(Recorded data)
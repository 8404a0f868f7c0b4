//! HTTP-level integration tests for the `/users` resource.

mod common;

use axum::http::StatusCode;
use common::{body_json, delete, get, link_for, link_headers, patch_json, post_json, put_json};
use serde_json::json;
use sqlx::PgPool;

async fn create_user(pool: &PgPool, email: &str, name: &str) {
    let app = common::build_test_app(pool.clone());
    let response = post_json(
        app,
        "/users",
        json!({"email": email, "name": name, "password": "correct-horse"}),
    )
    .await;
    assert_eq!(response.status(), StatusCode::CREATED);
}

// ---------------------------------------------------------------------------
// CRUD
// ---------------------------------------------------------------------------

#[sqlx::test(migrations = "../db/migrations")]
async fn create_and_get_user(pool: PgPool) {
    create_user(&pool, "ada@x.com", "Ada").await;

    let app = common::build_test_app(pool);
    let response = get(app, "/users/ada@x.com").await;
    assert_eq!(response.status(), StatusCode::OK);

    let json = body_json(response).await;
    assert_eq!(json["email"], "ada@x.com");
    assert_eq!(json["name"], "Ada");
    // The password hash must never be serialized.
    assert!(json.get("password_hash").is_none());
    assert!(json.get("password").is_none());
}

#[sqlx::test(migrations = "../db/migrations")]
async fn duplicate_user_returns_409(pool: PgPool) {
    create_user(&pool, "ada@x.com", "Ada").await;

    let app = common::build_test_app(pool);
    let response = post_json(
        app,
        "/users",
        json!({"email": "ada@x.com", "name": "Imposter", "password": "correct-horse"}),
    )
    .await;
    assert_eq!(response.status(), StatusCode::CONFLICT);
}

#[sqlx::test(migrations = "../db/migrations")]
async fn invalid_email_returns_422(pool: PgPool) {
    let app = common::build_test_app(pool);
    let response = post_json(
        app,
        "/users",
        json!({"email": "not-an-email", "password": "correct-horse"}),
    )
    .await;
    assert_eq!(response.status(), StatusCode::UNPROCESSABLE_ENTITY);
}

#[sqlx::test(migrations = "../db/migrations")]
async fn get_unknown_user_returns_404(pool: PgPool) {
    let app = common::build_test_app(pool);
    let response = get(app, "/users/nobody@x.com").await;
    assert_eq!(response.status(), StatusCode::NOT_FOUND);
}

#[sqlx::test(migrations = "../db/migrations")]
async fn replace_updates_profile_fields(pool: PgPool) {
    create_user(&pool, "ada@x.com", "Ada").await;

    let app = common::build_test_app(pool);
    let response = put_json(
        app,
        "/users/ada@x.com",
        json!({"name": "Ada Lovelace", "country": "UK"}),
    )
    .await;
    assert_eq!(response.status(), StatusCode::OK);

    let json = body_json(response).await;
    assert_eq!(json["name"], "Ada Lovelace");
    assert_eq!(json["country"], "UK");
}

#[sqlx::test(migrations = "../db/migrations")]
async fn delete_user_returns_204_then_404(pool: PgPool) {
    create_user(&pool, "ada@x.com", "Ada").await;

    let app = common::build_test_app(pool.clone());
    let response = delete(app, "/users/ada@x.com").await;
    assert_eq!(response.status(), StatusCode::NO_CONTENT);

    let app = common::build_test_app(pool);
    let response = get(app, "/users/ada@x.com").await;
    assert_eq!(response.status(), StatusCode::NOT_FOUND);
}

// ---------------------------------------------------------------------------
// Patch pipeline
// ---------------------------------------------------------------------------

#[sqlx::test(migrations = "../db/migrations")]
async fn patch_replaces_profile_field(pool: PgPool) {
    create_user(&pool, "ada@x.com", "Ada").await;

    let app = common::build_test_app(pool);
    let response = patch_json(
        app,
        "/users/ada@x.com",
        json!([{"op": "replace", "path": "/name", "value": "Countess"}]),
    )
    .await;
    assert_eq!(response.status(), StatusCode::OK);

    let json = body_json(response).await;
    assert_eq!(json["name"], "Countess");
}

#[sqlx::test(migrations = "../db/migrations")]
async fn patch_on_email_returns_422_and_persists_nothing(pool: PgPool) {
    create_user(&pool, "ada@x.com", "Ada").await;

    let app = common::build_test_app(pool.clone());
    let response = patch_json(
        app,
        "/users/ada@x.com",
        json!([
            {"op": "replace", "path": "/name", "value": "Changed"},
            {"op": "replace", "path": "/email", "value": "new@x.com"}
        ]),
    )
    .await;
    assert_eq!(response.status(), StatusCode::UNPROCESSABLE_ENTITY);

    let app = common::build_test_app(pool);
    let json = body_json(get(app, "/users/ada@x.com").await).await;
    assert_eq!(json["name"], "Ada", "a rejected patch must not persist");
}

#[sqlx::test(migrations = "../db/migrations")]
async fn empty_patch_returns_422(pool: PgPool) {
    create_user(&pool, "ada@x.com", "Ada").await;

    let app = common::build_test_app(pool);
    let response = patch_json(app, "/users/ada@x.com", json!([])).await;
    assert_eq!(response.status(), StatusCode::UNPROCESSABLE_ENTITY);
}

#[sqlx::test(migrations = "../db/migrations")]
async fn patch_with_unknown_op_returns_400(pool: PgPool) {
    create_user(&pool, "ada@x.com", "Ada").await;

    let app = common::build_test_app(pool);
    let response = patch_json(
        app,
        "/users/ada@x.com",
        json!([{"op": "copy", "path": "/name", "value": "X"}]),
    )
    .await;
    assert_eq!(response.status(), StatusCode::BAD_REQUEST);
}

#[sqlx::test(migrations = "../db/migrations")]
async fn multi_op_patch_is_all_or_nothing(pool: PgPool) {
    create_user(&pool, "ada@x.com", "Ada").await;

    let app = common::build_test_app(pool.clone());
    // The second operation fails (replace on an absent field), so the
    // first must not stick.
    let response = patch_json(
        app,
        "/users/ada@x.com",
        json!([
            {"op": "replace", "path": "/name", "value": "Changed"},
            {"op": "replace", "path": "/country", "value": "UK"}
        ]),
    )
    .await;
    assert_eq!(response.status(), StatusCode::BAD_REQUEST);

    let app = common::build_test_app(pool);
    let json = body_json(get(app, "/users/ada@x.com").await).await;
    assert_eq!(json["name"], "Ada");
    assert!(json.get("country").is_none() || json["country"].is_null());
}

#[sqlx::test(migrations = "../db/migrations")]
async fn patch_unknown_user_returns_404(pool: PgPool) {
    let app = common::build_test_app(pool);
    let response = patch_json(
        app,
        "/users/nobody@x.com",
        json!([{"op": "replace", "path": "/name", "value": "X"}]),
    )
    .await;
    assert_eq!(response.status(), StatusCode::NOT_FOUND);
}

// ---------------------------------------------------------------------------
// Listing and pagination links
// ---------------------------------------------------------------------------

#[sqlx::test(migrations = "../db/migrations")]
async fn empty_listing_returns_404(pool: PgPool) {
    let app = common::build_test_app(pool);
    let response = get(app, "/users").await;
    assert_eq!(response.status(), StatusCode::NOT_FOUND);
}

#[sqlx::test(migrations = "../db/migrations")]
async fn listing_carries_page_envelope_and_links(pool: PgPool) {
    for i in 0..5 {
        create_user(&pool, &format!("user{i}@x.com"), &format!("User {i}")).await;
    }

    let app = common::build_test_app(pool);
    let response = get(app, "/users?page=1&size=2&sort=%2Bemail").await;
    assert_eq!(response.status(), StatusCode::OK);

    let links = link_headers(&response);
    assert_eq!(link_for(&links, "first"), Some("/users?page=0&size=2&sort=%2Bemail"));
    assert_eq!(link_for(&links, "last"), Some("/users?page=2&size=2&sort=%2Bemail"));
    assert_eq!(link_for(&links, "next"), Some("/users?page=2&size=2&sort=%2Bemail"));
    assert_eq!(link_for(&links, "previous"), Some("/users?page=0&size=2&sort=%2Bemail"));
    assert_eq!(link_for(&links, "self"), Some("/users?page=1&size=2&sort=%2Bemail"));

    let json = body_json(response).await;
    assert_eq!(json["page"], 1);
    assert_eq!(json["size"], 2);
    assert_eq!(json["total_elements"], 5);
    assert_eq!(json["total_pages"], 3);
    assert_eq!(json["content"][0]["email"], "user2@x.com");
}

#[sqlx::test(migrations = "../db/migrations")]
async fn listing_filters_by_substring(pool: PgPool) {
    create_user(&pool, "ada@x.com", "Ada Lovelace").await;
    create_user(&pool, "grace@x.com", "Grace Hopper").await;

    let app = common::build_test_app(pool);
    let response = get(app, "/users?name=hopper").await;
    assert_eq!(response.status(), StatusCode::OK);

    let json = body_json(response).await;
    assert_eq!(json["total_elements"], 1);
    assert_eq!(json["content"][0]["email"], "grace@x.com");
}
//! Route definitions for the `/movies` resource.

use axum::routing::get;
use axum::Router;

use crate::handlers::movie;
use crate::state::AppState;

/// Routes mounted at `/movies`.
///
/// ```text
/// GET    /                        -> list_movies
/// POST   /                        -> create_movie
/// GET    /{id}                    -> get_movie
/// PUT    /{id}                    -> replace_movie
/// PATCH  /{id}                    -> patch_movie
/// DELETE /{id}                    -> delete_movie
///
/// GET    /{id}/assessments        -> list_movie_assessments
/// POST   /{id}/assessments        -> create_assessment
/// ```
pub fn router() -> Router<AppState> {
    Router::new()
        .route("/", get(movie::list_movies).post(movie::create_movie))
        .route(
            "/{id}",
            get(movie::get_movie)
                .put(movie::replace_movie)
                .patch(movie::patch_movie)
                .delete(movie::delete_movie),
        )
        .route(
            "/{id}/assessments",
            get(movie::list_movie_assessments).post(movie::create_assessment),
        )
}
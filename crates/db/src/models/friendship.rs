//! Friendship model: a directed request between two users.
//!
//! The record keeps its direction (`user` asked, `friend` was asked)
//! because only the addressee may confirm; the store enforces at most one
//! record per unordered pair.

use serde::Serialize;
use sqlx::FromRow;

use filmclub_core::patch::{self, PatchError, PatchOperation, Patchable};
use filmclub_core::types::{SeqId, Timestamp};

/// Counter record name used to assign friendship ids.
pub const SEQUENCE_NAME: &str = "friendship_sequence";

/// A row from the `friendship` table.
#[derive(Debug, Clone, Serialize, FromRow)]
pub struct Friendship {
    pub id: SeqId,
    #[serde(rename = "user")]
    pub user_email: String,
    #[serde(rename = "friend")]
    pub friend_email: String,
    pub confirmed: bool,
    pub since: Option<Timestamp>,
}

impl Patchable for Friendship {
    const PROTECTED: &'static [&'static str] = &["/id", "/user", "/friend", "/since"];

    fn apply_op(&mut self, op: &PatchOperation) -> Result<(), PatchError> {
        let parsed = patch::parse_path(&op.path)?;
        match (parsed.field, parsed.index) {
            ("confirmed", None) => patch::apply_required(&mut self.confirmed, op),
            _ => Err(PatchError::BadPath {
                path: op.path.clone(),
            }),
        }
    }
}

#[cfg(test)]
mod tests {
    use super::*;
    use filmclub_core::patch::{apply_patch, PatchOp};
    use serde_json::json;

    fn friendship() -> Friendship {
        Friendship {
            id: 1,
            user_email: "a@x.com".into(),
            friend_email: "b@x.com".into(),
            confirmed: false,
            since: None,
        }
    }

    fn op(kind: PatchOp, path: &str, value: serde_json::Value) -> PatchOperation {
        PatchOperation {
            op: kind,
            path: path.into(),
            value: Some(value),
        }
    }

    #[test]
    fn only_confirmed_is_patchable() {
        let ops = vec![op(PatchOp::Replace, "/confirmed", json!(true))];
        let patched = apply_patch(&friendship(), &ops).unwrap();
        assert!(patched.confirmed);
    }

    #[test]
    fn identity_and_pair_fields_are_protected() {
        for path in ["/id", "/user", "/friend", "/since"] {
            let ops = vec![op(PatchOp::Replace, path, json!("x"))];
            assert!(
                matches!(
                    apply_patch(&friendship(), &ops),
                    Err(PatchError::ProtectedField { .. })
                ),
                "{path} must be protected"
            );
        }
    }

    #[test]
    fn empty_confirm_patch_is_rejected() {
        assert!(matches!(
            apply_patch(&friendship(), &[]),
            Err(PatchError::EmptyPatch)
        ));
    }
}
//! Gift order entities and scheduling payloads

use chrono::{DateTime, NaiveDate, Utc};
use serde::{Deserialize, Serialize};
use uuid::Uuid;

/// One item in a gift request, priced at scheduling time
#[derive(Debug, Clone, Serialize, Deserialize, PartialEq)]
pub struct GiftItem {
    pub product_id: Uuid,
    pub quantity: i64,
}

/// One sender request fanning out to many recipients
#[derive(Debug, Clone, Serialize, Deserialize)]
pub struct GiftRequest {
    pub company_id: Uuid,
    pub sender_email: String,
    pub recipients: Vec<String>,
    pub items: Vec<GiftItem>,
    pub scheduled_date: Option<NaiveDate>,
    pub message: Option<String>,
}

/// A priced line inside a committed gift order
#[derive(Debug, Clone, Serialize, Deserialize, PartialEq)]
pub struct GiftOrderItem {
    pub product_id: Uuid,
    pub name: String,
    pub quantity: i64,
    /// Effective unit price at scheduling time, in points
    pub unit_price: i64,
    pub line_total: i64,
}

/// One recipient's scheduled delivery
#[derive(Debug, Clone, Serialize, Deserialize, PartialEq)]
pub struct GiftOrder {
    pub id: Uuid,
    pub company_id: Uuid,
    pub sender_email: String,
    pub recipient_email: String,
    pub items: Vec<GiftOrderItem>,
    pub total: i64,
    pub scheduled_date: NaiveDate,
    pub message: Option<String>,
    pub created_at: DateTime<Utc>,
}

TRY IT ▸
Where a line of the entries contains the word "GiftOrderItem", copy that line.

EXERCISE RESULT ▸
pub struct GiftOrderItem {
    pub items: Vec<GiftOrderItem>,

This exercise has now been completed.